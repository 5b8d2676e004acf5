//! Workflow and task records as projected from the event log.

use std::collections::BTreeMap;

use chrono::{DateTime, Utc};
use serde::{Deserialize, Serialize};

use super::fnref::FnRef;
use super::spec::{TaskSpec, WorkflowSpec};
use super::state::{TaskState, WorkflowState};

#[derive(Debug, Clone, Default, PartialEq, Eq, Serialize, Deserialize)]
pub struct ObjectMetadata {
    pub id: String,
    #[serde(default, skip_serializing_if = "Option::is_none")]
    pub created_at: Option<DateTime<Utc>>,
}

impl ObjectMetadata {
    pub fn new(id: impl Into<String>, created_at: DateTime<Utc>) -> Self {
        Self {
            id: id.into(),
            created_at: Some(created_at),
        }
    }
}

/// A workflow: its definition plus resolution status.
#[derive(Debug, Clone, Default, PartialEq, Eq, Serialize, Deserialize)]
pub struct Workflow {
    pub metadata: ObjectMetadata,
    pub spec: WorkflowSpec,
    pub status: WorkflowStatus,
}

impl Workflow {
    pub fn id(&self) -> &str {
        &self.metadata.id
    }
}

/// Resolution status of a workflow. Also the payload of WORKFLOW_PARSED.
#[derive(Debug, Clone, Default, PartialEq, Eq, Serialize, Deserialize)]
pub struct WorkflowStatus {
    pub status: WorkflowState,
    #[serde(default, skip_serializing_if = "Option::is_none")]
    pub updated_at: Option<DateTime<Utc>>,

    /// task name -> resolved function and task state.
    #[serde(default)]
    pub resolved_tasks: BTreeMap<String, TaskStatus>,
}

impl WorkflowStatus {
    pub fn add_task_status(&mut self, task: impl Into<String>, status: TaskStatus) {
        self.resolved_tasks.insert(task.into(), status);
    }
}

#[derive(Debug, Clone, Default, PartialEq, Eq, Serialize, Deserialize)]
pub struct TaskStatus {
    pub status: TaskState,
    #[serde(default, skip_serializing_if = "Option::is_none")]
    pub fn_ref: Option<FnRef>,
    #[serde(default, skip_serializing_if = "Option::is_none")]
    pub updated_at: Option<DateTime<Utc>>,
}

impl TaskStatus {
    pub fn ready(fn_ref: FnRef, updated_at: DateTime<Utc>) -> Self {
        Self {
            status: TaskState::Ready,
            fn_ref: Some(fn_ref),
            updated_at: Some(updated_at),
        }
    }
}

/// A task instance, e.g. one added to a running invocation.
#[derive(Debug, Clone, Default, PartialEq, Eq, Serialize, Deserialize)]
pub struct Task {
    pub metadata: ObjectMetadata,
    pub spec: TaskSpec,
    pub status: TaskStatus,
}

impl Task {
    pub fn id(&self) -> &str {
        &self.metadata.id
    }
}
//! Typed values: inputs and outputs exchanged with functions.
//!
//! The engine does not interpret values itself; a `ValueCodec` converts between
//! native values and this representation.

use serde::{Deserialize, Serialize};

/// Format prefix of every value produced by the JSON codec.
pub const FORMAT_JSON: &str = "json";

/// A value tagged with its type (`json/string`, `json/object`, ...).
#[derive(Debug, Clone, PartialEq, Eq, Serialize, Deserialize)]
pub struct TypedValue {
    #[serde(rename = "type")]
    pub value_type: String,
    pub value: Vec<u8>,
}

impl TypedValue {
    pub fn new(value_type: impl Into<String>, value: Vec<u8>) -> Self {
        Self {
            value_type: value_type.into(),
            value,
        }
    }

    /// Splits `format/kind`; a type without a slash has no format.
    pub fn format_and_kind(&self) -> (Option<&str>, &str) {
        match self.value_type.split_once('/') {
            Some((format, kind)) => (Some(format), kind),
            None => (None, self.value_type.as_str()),
        }
    }
}

/// Builds a `format/kind` type tag.
pub fn format_type(format: &str, kind: &str) -> String {
    format!("{format}/{kind}")
}
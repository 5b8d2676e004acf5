//! Workflow API.

use std::sync::Arc;

use tracing::info;

use super::EventFactory;
use crate::aggregate::{replay, WorkflowAggregate};
use crate::domain::{
    Aggregate, EngineError, EventHints, TaskStatus, Workflow, WorkflowEvent, WorkflowSpec,
    WorkflowState, WorkflowStatus,
};
use crate::ports::{resolve_tasks, EventStore, Resolver};
use crate::validate::validate_workflow_spec;

pub struct WorkflowApi {
    store: Arc<dyn EventStore>,
    resolver: Arc<dyn Resolver>,
    events: EventFactory,
}

impl WorkflowApi {
    pub fn new(store: Arc<dyn EventStore>, resolver: Arc<dyn Resolver>) -> Self {
        Self {
            store,
            resolver,
            events: EventFactory::default(),
        }
    }

    pub fn with_events(mut self, events: EventFactory) -> Self {
        self.events = events;
        self
    }

    /// Validates `spec` and appends WORKFLOW_CREATED. Returns the workflow id.
    ///
    /// The id is `spec.force_id` when set, a fresh `wf-…` id otherwise. If a
    /// workflow with that id already exists this fails with
    /// `EngineError::AlreadyExists(id)`, carrying the id so callers that
    /// expect the collision can keep going.
    pub async fn create(&self, spec: &WorkflowSpec) -> Result<String, EngineError> {
        validate_workflow_spec(spec)?;

        let id = match spec.forced_id() {
            Some(id) => id.to_string(),
            None => self.events.ids().generate_workflow_id().to_string(),
        };
        let aggregate = Aggregate::workflow(&id);

        // cheap early exit; append_if_absent below decides
        if self.store.exists(&aggregate).await? {
            return Err(EngineError::AlreadyExists(id));
        }

        let data = serde_json::to_vec(spec)?;
        let event = self
            .events
            .event(WorkflowEvent::Created.as_str(), aggregate, data);
        if !self.store.append_if_absent(event).await? {
            return Err(EngineError::AlreadyExists(id));
        }

        info!(workflow = %id, tasks = spec.tasks.len(), dynamic = spec.dynamic, "workflow created");
        Ok(id)
    }

    /// Appends WORKFLOW_DELETED, hinted as completed.
    pub async fn delete(&self, id: &str) -> Result<(), EngineError> {
        if id.is_empty() {
            return Err(EngineError::MissingId("workflow id"));
        }

        let event = self
            .events
            .event(WorkflowEvent::Deleted.as_str(), Aggregate::workflow(id), Vec::new())
            .with_hints(EventHints::completed());
        self.store.append(event).await?;

        info!(workflow = %id, "workflow deleted");
        Ok(())
    }

    /// Resolves the function of every task and appends WORKFLOW_PARSED.
    ///
    /// If any function cannot be resolved nothing is appended.
    pub async fn parse(&self, workflow: &Workflow) -> Result<WorkflowStatus, EngineError> {
        if workflow.id().is_empty() {
            return Err(EngineError::MissingId("workflow id"));
        }
        validate_workflow_spec(&workflow.spec)?;

        let resolved = resolve_tasks(self.resolver.as_ref(), &workflow.spec.tasks).await?;

        let now = self.events.now();
        let mut status = WorkflowStatus {
            status: WorkflowState::Ready,
            updated_at: Some(now),
            ..WorkflowStatus::default()
        };
        for (name, task) in &workflow.spec.tasks {
            let fn_ref = resolved
                .get(&task.function_ref)
                .cloned()
                .ok_or_else(|| EngineError::NotFound(format!("function {}", task.function_ref)))?;
            status.add_task_status(name.clone(), TaskStatus::ready(fn_ref, now));
        }

        let data = serde_json::to_vec(&status)?;
        let event = self.events.event(
            WorkflowEvent::Parsed.as_str(),
            Aggregate::workflow(workflow.id()),
            data,
        );
        self.store.append(event).await?;

        info!(workflow = %workflow.id(), tasks = status.resolved_tasks.len(), "workflow parsed");
        Ok(status)
    }

    /// Rebuilds a workflow from its events.
    pub async fn get(&self, id: &str) -> Result<WorkflowAggregate, EngineError> {
        if id.is_empty() {
            return Err(EngineError::MissingId("workflow id"));
        }
        let workflow: WorkflowAggregate =
            replay(self.store.as_ref(), Aggregate::workflow(id)).await?;
        if workflow.state() == WorkflowState::Uncreated {
            return Err(EngineError::NotFound(format!("workflow {id}")));
        }
        Ok(workflow)
    }
}

#[cfg(test)]
mod tests {
    use super::*;
    use crate::domain::{DependencyKind, FnRef, TaskSpec, TaskState};
    use crate::impls::{InMemoryEventStore, MetaResolver, StaticResolver};

    fn setup() -> (WorkflowApi, Arc<InMemoryEventStore>) {
        let store = Arc::new(InMemoryEventStore::new());
        let resolver = MetaResolver::new()
            .with_runtime("mock", Arc::new(StaticResolver::new(["someFn", "otherFn"])));
        (WorkflowApi::new(store.clone(), Arc::new(resolver)), store)
    }

    fn spec() -> WorkflowSpec {
        WorkflowSpec::new()
            .with_output("task2")
            .with_task("task1", TaskSpec::new("someFn"))
            .with_task(
                "task2",
                TaskSpec::new("otherFn").with_dependency("task1", DependencyKind::Data),
            )
    }

    #[tokio::test]
    async fn create_generates_id_and_appends_one_event() {
        let (api, store) = setup();

        let id = api.create(&spec()).await.unwrap();

        assert!(id.starts_with("wf-"));
        let events = store.get(&Aggregate::workflow(&id)).await.unwrap();
        assert_eq!(events.len(), 1);
        assert_eq!(events[0].event_type, WorkflowEvent::Created.as_str());

        let wf = api.get(&id).await.unwrap();
        assert_eq!(wf.state(), WorkflowState::Unknown);
        assert_eq!(wf.workflow().spec, spec());
    }

    #[tokio::test]
    async fn create_with_forced_id_twice_is_already_exists() {
        let (api, store) = setup();
        let spec = spec().with_force_id("forcedId");

        assert_eq!(api.create(&spec).await.unwrap(), "forcedId");
        let err = api.create(&spec).await.unwrap_err();

        assert!(matches!(err, EngineError::AlreadyExists(ref id) if id == "forcedId"));
        assert_eq!(store.snapshot().await.len(), 1);
    }

    #[tokio::test]
    async fn invalid_spec_never_reaches_the_log() {
        let (api, store) = setup();
        let broken = spec().with_output("ghost");

        let err = api.create(&broken).await.unwrap_err();

        assert!(matches!(err, EngineError::Validation(_)));
        assert!(store.snapshot().await.is_empty());
    }

    #[tokio::test]
    async fn parse_resolves_every_task_and_marks_ready() {
        let (api, _store) = setup();
        let id = api.create(&spec()).await.unwrap();
        let wf = api.get(&id).await.unwrap();

        let status = api.parse(wf.workflow()).await.unwrap();

        assert_eq!(status.status, WorkflowState::Ready);
        assert_eq!(
            status.resolved_tasks["task1"].fn_ref,
            Some(FnRef::new("mock", "someFn"))
        );
        assert!(status
            .resolved_tasks
            .values()
            .all(|t| t.status == TaskState::Ready));

        let wf = api.get(&id).await.unwrap();
        assert_eq!(wf.state(), WorkflowState::Ready);
        let resolved: Vec<_> = wf.workflow().status.resolved_tasks.keys().collect();
        let tasks: Vec<_> = wf.workflow().spec.tasks.keys().collect();
        assert_eq!(resolved, tasks);
    }

    #[tokio::test]
    async fn parse_failure_appends_nothing() {
        let (api, store) = setup();
        let spec = spec().with_task("task3", TaskSpec::new("unknownFn"));
        let id = api.create(&spec).await.unwrap();
        let wf = api.get(&id).await.unwrap();

        let err = api.parse(wf.workflow()).await.unwrap_err();

        assert!(matches!(err, EngineError::Resolution(_)));
        assert_eq!(store.get(&Aggregate::workflow(&id)).await.unwrap().len(), 1);
        assert_eq!(api.get(&id).await.unwrap().state(), WorkflowState::Unknown);
    }

    #[tokio::test]
    async fn delete_marks_workflow_terminal() {
        let (api, store) = setup();
        let id = api.create(&spec()).await.unwrap();

        api.delete(&id).await.unwrap();

        let events = store.get(&Aggregate::workflow(&id)).await.unwrap();
        assert!(events.last().unwrap().is_completing());
        assert_eq!(api.get(&id).await.unwrap().state(), WorkflowState::Deleted);
    }

    #[tokio::test]
    async fn delete_requires_an_id() {
        let (api, store) = setup();
        assert!(matches!(
            api.delete("").await,
            Err(EngineError::MissingId(_))
        ));
        assert!(store.snapshot().await.is_empty());
    }

    #[tokio::test]
    async fn get_unknown_workflow_is_not_found() {
        let (api, _store) = setup();
        assert!(matches!(
            api.get("wf-missing").await,
            Err(EngineError::NotFound(_))
        ));
    }
}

- **Problem details**
Check each line above for the string "WorkflowStatus" and show the ones that have it.

- **Finished task**
    pub status: WorkflowStatus,
pub struct WorkflowStatus {
impl WorkflowStatus {
    WorkflowState, WorkflowStatus,
    pub async fn parse(&self, workflow: &Workflow) -> Result<WorkflowStatus, EngineError> {
        let mut status = WorkflowStatus {
            ..WorkflowStatus::default()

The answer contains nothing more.